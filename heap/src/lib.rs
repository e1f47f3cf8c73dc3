mod error;
mod factory;
mod header;
mod heap;
mod region;
mod system;

pub use error::{HeapError, Result};
pub use header::{BlockHeader, BlockKind, ElementType};
pub use heap::*;
pub use region::{Blocks, HeapRegion, RegionKind, ReservedBlock};
pub use system::OS_PAGE_SIZE;
//! Card geometry and the one-byte entry encoding.
//!
//! ```text
//! raw value                        meaning
//! 0 ..  CARD_WORDS                 Direct(words): block starts `words` heap
//!                                  words before the card start
//! CARD_WORDS .. +N_POWERS          SkipBack(power): step back BASE^power
//!                                  cards and read again
//! CARD_WORDS + N_POWERS ..= 255    never written
//! ```

pub const LOG_HEAP_WORD_SIZE: u32 = 3;
/// Size of a heap word in bytes. Offsets are counted in words.
pub const HEAP_WORD_SIZE: usize = 1 << LOG_HEAP_WORD_SIZE;

pub const LOG_CARD_SIZE: u32 = 9;
/// Size of a card in bytes (512).
pub const CARD_SIZE: usize = 1 << LOG_CARD_SIZE;

pub const LOG_CARD_WORDS: u32 = LOG_CARD_SIZE - LOG_HEAP_WORD_SIZE;
/// Heap words per card (64). Also the first raw value of a back-skip entry.
pub const CARD_WORDS: usize = 1 << LOG_CARD_WORDS;

pub const LOG_BASE: u32 = 4;
/// Base of the exponential back-chain (16).
pub const BASE: usize = 1 << LOG_BASE;
/// Number of distinct back-skip powers, `BASE^0 ..= BASE^(N_POWERS - 1)`.
pub const N_POWERS: usize = 14;

const _: () = assert!(CARD_WORDS + N_POWERS <= u8::MAX as usize + 1);
const _: () = assert!(LOG_BASE as usize * N_POWERS < usize::BITS as usize);

/// Number of cards a back-skip of `power` steps over.
#[inline(always)]
pub const fn power_to_cards_back(power: usize) -> usize {
    1 << (LOG_BASE as usize * power)
}

/// Number of cards the raw entry `entry` steps back, zero for direct offsets.
#[inline(always)]
pub const fn entry_to_cards_back(entry: u8) -> usize {
    match Entry::decode(entry) {
        Some(entry) => entry.cards_back(),
        None => 0,
    }
}

/// Word distance between two addresses, `high >= low`.
#[inline(always)]
pub const fn pointer_delta(high: usize, low: usize) -> usize {
    (high - low) >> LOG_HEAP_WORD_SIZE
}

#[inline(always)]
pub const fn is_card_aligned(addr: usize) -> bool {
    addr & (CARD_SIZE - 1) == 0
}

#[inline(always)]
pub const fn align_down_to_card(addr: usize) -> usize {
    addr & !(CARD_SIZE - 1)
}

#[inline(always)]
pub const fn align_up_to_card(addr: usize) -> usize {
    align_down_to_card(addr + CARD_SIZE - 1)
}

/// Decoded form of a table byte.
#[derive(Debug, Clone, Copy, PartialEq, Eq)]
pub enum Entry {
    /// Block start lies this many heap words before the card start.
    Direct(u8),
    /// Step back `BASE^power` cards.
    SkipBack(u8),
}

impl Entry {
    /// Direct entry for a word distance, if it fits.
    #[inline(always)]
    pub const fn direct(words: usize) -> Option<Self> {
        if words < CARD_WORDS {
            Some(Self::Direct(words as u8))
        } else {
            None
        }
    }

    #[inline(always)]
    pub const fn skip_back(power: usize) -> Option<Self> {
        if power < N_POWERS {
            Some(Self::SkipBack(power as u8))
        } else {
            None
        }
    }

    #[inline(always)]
    pub const fn decode(raw: u8) -> Option<Self> {
        let raw_usize = raw as usize;
        if raw_usize < CARD_WORDS {
            Some(Self::Direct(raw))
        } else if raw_usize < CARD_WORDS + N_POWERS {
            Some(Self::SkipBack(raw - CARD_WORDS as u8))
        } else {
            None
        }
    }

    #[inline(always)]
    pub const fn encode(self) -> u8 {
        match self {
            Self::Direct(words) => words,
            Self::SkipBack(power) => CARD_WORDS as u8 + power,
        }
    }

    #[inline(always)]
    pub const fn is_valid(raw: u8) -> bool {
        Self::decode(raw).is_some()
    }

    /// Cards to step back, zero for a direct entry.
    #[inline(always)]
    pub const fn cards_back(self) -> usize {
        match self {
            Self::Direct(_) => 0,
            Self::SkipBack(power) => power_to_cards_back(power as usize),
        }
    }
}
/// Geometry of the region a [`crate::OffsetTablePart`] indexes.
///
/// Addresses are plain integers; the table only does arithmetic on them.
pub trait Space {
    fn bottom(&self) -> usize;
    fn end(&self) -> usize;
    /// Current allocation frontier, `bottom <= top <= end`.
    fn top(&self) -> usize;
    /// Size in heap words of the block starting at `block`.
    ///
    /// Only meaningful for genuine block starts; implementations may return
    /// anything for other addresses but must not touch unmapped memory.
    fn block_size(&self, block: usize) -> usize;
}

/// Header probe for blocks that may still be under construction.
pub trait BlockProbe {
    /// Whether `addr` already hosts a formatted block whose size can be read.
    fn is_initialized(&self, addr: usize) -> bool;
}
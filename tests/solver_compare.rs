use zoidal::solver::*;
use zoidal::util::*;
use zoidal::Grid;

use float_cmp::assert_approx_eq;
use nalgebra::vector;
use rand::rngs::StdRng;
use rand::{Rng, SeedableRng};

fn run_impl<I, T, F, const GRID_DIMENSION: usize>(
    initial: &Grid<T, GRID_DIMENSION>,
    steps: usize,
    update: F,
) -> Grid<T, GRID_DIMENSION>
where
    I: Implementation + 'static,
    T: CellValue,
    F: UpdateFn<T, GRID_DIMENSION> + Copy + 'static,
{
    stencil::<I, T, F, GRID_DIMENSION>(initial.shadow(), steps, update).wait()
}

/// Run all five implementations on the same problem, check they agree
/// cell for cell, and return the reference result.
fn assert_all_agree<T, const GRID_DIMENSION: usize>(
    initial: &Grid<T, GRID_DIMENSION>,
    steps: usize,
    update: impl UpdateFn<T, GRID_DIMENSION> + Copy + 'static,
) -> Grid<T, GRID_DIMENSION>
where
    T: CellValue + PartialEq + std::fmt::Debug,
{
    let reference =
        run_impl::<SequentialIterative, T, _, GRID_DIMENSION>(initial, steps, update);

    let coarse =
        run_impl::<CoarseGrainedIterative, T, _, GRID_DIMENSION>(initial, steps, update);
    assert_eq!(reference.buffer(), coarse.buffer(), "coarse grained");

    let fine =
        run_impl::<FineGrainedIterative, T, _, GRID_DIMENSION>(initial, steps, update);
    assert_eq!(reference.buffer(), fine.buffer(), "fine grained");

    let recursive =
        run_impl::<SequentialRecursive, T, _, GRID_DIMENSION>(initial, steps, update);
    assert_eq!(reference.buffer(), recursive.buffer(), "sequential recursive");

    let parallel =
        run_impl::<ParallelRecursive, T, _, GRID_DIMENSION>(initial, steps, update);
    assert_eq!(reference.buffer(), parallel.buffer(), "parallel recursive");

    reference
}

#[test]
fn shift_1d_compare() {
    // Three steps of a periodic left shift.
    let initial: Grid<i32, 1> =
        Grid::new(vector![8], (0..8).collect::<Vec<i32>>());
    let update = |_t: usize, pos: &Coord<1>, read: &Grid<i32, 1>| {
        read.view(&vector![(pos[0] + 1) % 8])
    };

    let result = assert_all_agree(&initial, 3, update);
    assert_eq!(result.buffer(), &[3, 4, 5, 6, 7, 0, 1, 2]);
}

#[test]
fn averaging_1d_compare() {
    // One step of integer three-point averaging over length 16.
    let initial: Grid<i32, 1> =
        Grid::new(vector![16], (0..16).collect::<Vec<i32>>());
    let update = |_t: usize, pos: &Coord<1>, read: &Grid<i32, 1>| {
        (read.view(&vector![(pos[0] + 15) % 16])
            + read.view(pos)
            + read.view(&vector![(pos[0] + 1) % 16]))
            / 3
    };

    let result = assert_all_agree(&initial, 1, update);
    // Interior cells average to themselves; the seam cells do not.
    assert_eq!(result.view(&vector![0]), 5);
    for i in 1..15 {
        assert_eq!(result.view(&vector![i]), i);
    }
    assert_eq!(result.view(&vector![15]), 9);
}

#[test]
fn parity_1d_compare() {
    // Odd step count: the final state must land in the caller's grid.
    let initial: Grid<i32, 1> = Grid::new(vector![4], vec![1, 0, 0, 0]);
    let update = |_t: usize, pos: &Coord<1>, read: &Grid<i32, 1>| {
        read.view(pos) + 1
    };

    let result = assert_all_agree(&initial, 5, update);
    assert_eq!(result.buffer(), &[6, 5, 5, 5]);
}

#[test]
fn diffusion_2d_compare() {
    let mut initial: Grid<i32, 2> = Grid::zeros(vector![8, 8]);
    initial.par_set_values(|c| c[0] + c[1], 8);
    let update = |_t: usize, pos: &Coord<2>, read: &Grid<i32, 2>| {
        let size = *read.size();
        let mut sum = 0;
        for offset in [[-1, 0], [1, 0], [0, -1], [0, 1]] {
            let neighbor = vector![
                (pos[0] + offset[0]).rem_euclid(size[0]),
                (pos[1] + offset[1]).rem_euclid(size[1])
            ];
            sum += read.view(&neighbor);
        }
        sum / 4
    };

    assert_all_agree(&initial, 2, update);
}

#[test]
fn zero_steps_compare() {
    let mut initial: Grid<i32, 2> = Grid::zeros(vector![5, 9]);
    initial.par_set_values(|c| c[0] * 13 - c[1], 8);
    let update = |_t: usize, pos: &Coord<2>, read: &Grid<i32, 2>| {
        read.view(pos) + 100
    };

    let result = assert_all_agree(&initial, 0, update);
    assert_eq!(result.buffer(), initial.buffer());
}

#[test]
fn terminal_width_domain_compare() {
    // Width 2 sits below the zoid terminal threshold; the recursive
    // drivers must still match the iterative reference.
    let initial: Grid<i32, 1> = Grid::new(vector![2], vec![3, 11]);
    let update = |_t: usize, pos: &Coord<1>, read: &Grid<i32, 1>| {
        read.view(&vector![(pos[0] + 1) % 2]) + 1
    };

    assert_all_agree(&initial, 10, update);
}

#[test]
fn thin_domain_compare() {
    // Width 1 cannot host a zoid plan at all.
    let initial: Grid<i32, 1> = Grid::new(vector![1], vec![42]);
    let update = |t: usize, _pos: &Coord<1>, read: &Grid<i32, 1>| {
        read.view(&vector![0]) + t as i32
    };

    assert_all_agree(&initial, 7, update);
}

#[test]
fn time_dependent_update_compare() {
    // The update may depend on t; phases must see the right times.
    let initial: Grid<i32, 1> =
        Grid::new(vector![12], (0..12).collect::<Vec<i32>>());
    let update = |t: usize, pos: &Coord<1>, read: &Grid<i32, 1>| {
        let size = read.size()[0];
        if t % 2 == 0 {
            read.view(&vector![(pos[0] + 1) % size])
        } else {
            read.view(&vector![(pos[0] + size - 1) % size]) * 2
        }
    };

    assert_all_agree(&initial, 6, update);
}

#[test]
fn random_1d_compare() {
    let mut rng = StdRng::seed_from_u64(0x5eed);
    let mut buffer = vec![0i32; 64];
    for value in buffer.iter_mut() {
        *value = rng.gen_range(-1000..1000);
    }
    let initial: Grid<i32, 1> = Grid::new(vector![64], buffer);
    let update = |_t: usize, pos: &Coord<1>, read: &Grid<i32, 1>| {
        let size = read.size()[0];
        read.view(&vector![(pos[0] + size - 1) % size])
            .wrapping_mul(3)
            .wrapping_add(read.view(pos))
            .wrapping_sub(read.view(&vector![(pos[0] + 1) % size]))
    };

    for steps in [1, 2, 7, 16, 33] {
        assert_all_agree(&initial, steps, update);
    }
}

#[test]
fn random_3d_compare() {
    let mut rng = StdRng::seed_from_u64(0xfeed);
    let size = vector![6, 7, 5];
    let mut buffer = vec![0i32; (6 * 7 * 5) as usize];
    for value in buffer.iter_mut() {
        *value = rng.gen_range(0..100);
    }
    let initial: Grid<i32, 3> = Grid::new(size, buffer);
    let update = |_t: usize, pos: &Coord<3>, read: &Grid<i32, 3>| {
        let size = *read.size();
        let mut sum = read.view(pos);
        for d in 0..3 {
            let mut up = *pos;
            up[d] = (up[d] + 1) % size[d];
            let mut down = *pos;
            down[d] = (down[d] + size[d] - 1) % size[d];
            sum = sum.wrapping_add(read.view(&up)).wrapping_sub(read.view(&down));
        }
        sum
    };

    for steps in [1, 3, 8] {
        assert_all_agree(&initial, steps, update);
    }
}

#[test]
fn heat_1d_compare() {
    // Bitwise agreement holds for floats too: every cell value is a
    // pure function of the previous plane whatever the visit order.
    let mut initial: Grid<f64, 1> = Grid::zeros(vector![100]);
    let n_f = 100.0;
    let sigma_sq: f64 = (n_f / 25.0) * (n_f / 25.0);
    initial.par_set_values(
        |c| {
            let x = c[0] as f64 - n_f / 2.0;
            (-x * x / (2.0 * sigma_sq)).exp()
        },
        10,
    );
    let k = 0.4;
    let update = move |_t: usize, pos: &Coord<1>, read: &Grid<f64, 1>| {
        let size = read.size()[0];
        let left = read.view(&vector![(pos[0] + size - 1) % size]);
        let middle = read.view(pos);
        let right = read.view(&vector![(pos[0] + 1) % size]);
        middle + k * (left - 2.0 * middle + right)
    };

    let result = assert_all_agree(&initial, 16, update);

    // Periodic diffusion conserves total heat.
    let before: f64 = initial.buffer().iter().sum();
    let after: f64 = result.buffer().iter().sum();
    assert_approx_eq!(f64, before, after, epsilon = 1e-9);
}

Problem to solve:
Go through the entries. Report every line that contains the word "Copy".

Answer for this exercise:
#[derive(Debug, Clone, Copy, PartialEq, Eq)]
    F: UpdateFn<T, GRID_DIMENSION> + Copy + 'static,
    update: impl UpdateFn<T, GRID_DIMENSION> + Copy + 'static,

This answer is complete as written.